[Stored data]
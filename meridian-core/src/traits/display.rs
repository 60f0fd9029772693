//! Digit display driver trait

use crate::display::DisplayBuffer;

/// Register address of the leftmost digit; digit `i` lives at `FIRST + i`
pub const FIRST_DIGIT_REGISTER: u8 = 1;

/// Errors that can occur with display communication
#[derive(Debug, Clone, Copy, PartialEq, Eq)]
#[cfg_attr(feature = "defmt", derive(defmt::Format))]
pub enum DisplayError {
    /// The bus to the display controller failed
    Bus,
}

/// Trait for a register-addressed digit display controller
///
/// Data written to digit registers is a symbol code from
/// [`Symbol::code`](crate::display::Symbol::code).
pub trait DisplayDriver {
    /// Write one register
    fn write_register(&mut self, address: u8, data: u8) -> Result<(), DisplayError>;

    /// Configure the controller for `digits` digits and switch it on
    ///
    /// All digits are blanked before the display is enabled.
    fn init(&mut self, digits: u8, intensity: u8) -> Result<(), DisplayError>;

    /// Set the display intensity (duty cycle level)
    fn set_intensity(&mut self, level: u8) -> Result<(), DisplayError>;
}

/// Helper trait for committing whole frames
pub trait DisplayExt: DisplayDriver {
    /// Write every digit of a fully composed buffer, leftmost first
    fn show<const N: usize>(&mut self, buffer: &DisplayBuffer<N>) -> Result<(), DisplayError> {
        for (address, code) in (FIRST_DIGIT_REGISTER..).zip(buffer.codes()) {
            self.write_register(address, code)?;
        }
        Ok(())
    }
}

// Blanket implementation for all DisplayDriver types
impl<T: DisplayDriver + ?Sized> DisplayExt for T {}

- Work item: Find the lines above holding the word "self" and show them.

- Completed exercise:
    fn write_register(&mut self, address: u8, data: u8) -> Result<(), DisplayError>;
    fn init(&mut self, digits: u8, intensity: u8) -> Result<(), DisplayError>;
    fn set_intensity(&mut self, level: u8) -> Result<(), DisplayError>;
    fn show<const N: usize>(&mut self, buffer: &DisplayBuffer<N>) -> Result<(), DisplayError> {
            self.write_register(address, code)?;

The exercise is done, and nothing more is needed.